En avant-propos, Alexis Cukier parle d’événement majeur, de savoirs « permettant de s’orienter au sein des problèmes politiques causés ou révélés par cet événement historique », de débats concernant « l’impérialisme russe, la résistance ukrainienne, l’aide militaire de l’Otan, et tous les enjeux politiques impliqués par la guerre ». Il serait plus juste d’écrire l’aide militaire de gouvernements de pays adhérant à l’Otan.

Tiré de Entre les lignes et les mots

Il explique le projet et les choix éditoriaux, la traduction d’un texte de Tony Wood dont les analyses ne faisaient pas consensus, l’engagement de Karine Clément, Denys Gorbach, Hanna Perekhhoda et Catherine Samary « en France, en Suisse et au niveau international, dans le soutien à la résistance populaire ukrainienne, et à l’opposition contre le régime de Vladimir Poutine ».

Un ouvrage en cinq chapitres et un entretien conclusif.

Au delà des points d’accords et de fortes divergences, je ne vais pas détailler le texte de Tony Wood « Matrice de guerre ». Je ne suis pas convaincu de son utilité ici. Je voudrais cependant souligner quelques problèmes de « méthode ». Des termes employés ne me semblent pas adéquats pour favoriser « les débats qui traversent la gauche au niveau mondial et sur les tâches de l’internationalisme et de l’anti-impérialisme aujourd’hui » pour utiliser le formulation d’Alexis Cukier.

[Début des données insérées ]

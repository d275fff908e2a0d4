/// Caller-supplied columns for bulk ingestion.
///
/// Built from arbitrary iterables and handed to
/// [`Dataset::set_data_from_iterable`](super::Dataset::set_data_from_iterable),
/// which checks the columns against the dataset geometry before replacing
/// anything.
///
/// # Example
///
/// ```rust
/// use svdataset::dataset::{Dataset, Dimensions, PointColumns};
///
/// let mut dataset = Dataset::new("7", 44100.0, Dimensions::Two)?;
/// dataset.set_data_from_iterable(
///     PointColumns::new([0, 4410, 8820])
///         .values([0.5, 0.75, 1.0])
///         .labels(["a", "b", "a"]),
/// )?;
/// assert_eq!(dataset.len(), 3);
/// # Ok::<(), svdataset::dataset::DatasetError>(())
/// ```
#[derive(Debug, Clone, Default, PartialEq)]
pub struct PointColumns {
    pub(crate) frames: Vec<u64>,
    pub(crate) values: Option<Vec<f64>>,
    pub(crate) durations: Option<Vec<f64>>,
    pub(crate) labels: Option<Vec<String>>,
}

impl PointColumns {
    /// Start a column set from the frame positions
    pub fn new<F>(frames: F) -> Self
    where
        F: IntoIterator<Item = u64>,
    {
        Self {
            frames: frames.into_iter().collect(),
            ..Default::default()
        }
    }

    /// Attach the value column (2-D and 3-D datasets)
    pub fn values<V>(mut self, values: V) -> Self
    where
        V: IntoIterator<Item = f64>,
    {
        self.values = Some(values.into_iter().collect());
        self
    }

    /// Attach the duration column (3-D datasets)
    pub fn durations<D>(mut self, durations: D) -> Self
    where
        D: IntoIterator<Item = f64>,
    {
        self.durations = Some(durations.into_iter().collect());
        self
    }

    /// Attach explicit labels; without them every point gets the empty label
    pub fn labels<L, S>(mut self, labels: L) -> Self
    where
        L: IntoIterator<Item = S>,
        S: Into<String>,
    {
        self.labels = Some(labels.into_iter().map(Into::into).collect());
        self
    }

    /// Number of frames
    pub fn len(&self) -> usize {
        self.frames.len()
    }

    /// Returns true if there are no frames
    pub fn is_empty(&self) -> bool {
        self.frames.is_empty()
    }
}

« Matrice de guerre », « lutte géopolitique », « projets géopolitiques et géoéconomiques rivaux », « confrontation entre deux projets », « équilibre stratégique », « blocs rivaux », « d’objet géopolitique de conflit externe », le premier terme sous-estime le choix (la décision) politique de Vladimir Poutine, les six autres remisent les gouvernements des « petits » états à n’être que des pions dans une sorte de partie de jeu de dames ou d’échec entre gouvernements des grandes puissances, sans oublier la négation de l’action propre des populations.

Tout aussi discutable la notion de « relation sui generis avec la Russie », sorte de négation des choix et des possibles au nom d’une lecture lissée d’un passé sans contradictions. Je ne sais ce que pourrait désigner « les intérêts russes et occidentaux » et leur caractérisation de « fondamentalement incompatibles ». Cela semble supposer que toustes les citoyen·es vivant dans un état pourraient avoir les mêmes intérêts et que ces intérêts seraient représentables par les états et les politiques des dirigeants. L’intérêt des membres des couches sociales dominantes ne saurait représenter l’intérêt – s’il pouvait être ainsi défini – de l’ensemble ou de la majorité de la population. La guerre menée par le gouvernement russe contre les populations géorgiennes se transforme en « guerre russo-géorgienne », une formule mettant sur le même plan l’agresseur et les agressé·es. A noter que l’intervention militaire décidée par le gouvernement russe en Syrie, le soutien à la junte en Birmanie, sont omises (l’auteur parle cependant de guerre coloniale de Poutine en Tchétchénie) de même que les transactions commerciales internationales relevant souvent d’un néocolonialisme qui n’a rien à envier à celui des États-Unis ou de la France par exemple.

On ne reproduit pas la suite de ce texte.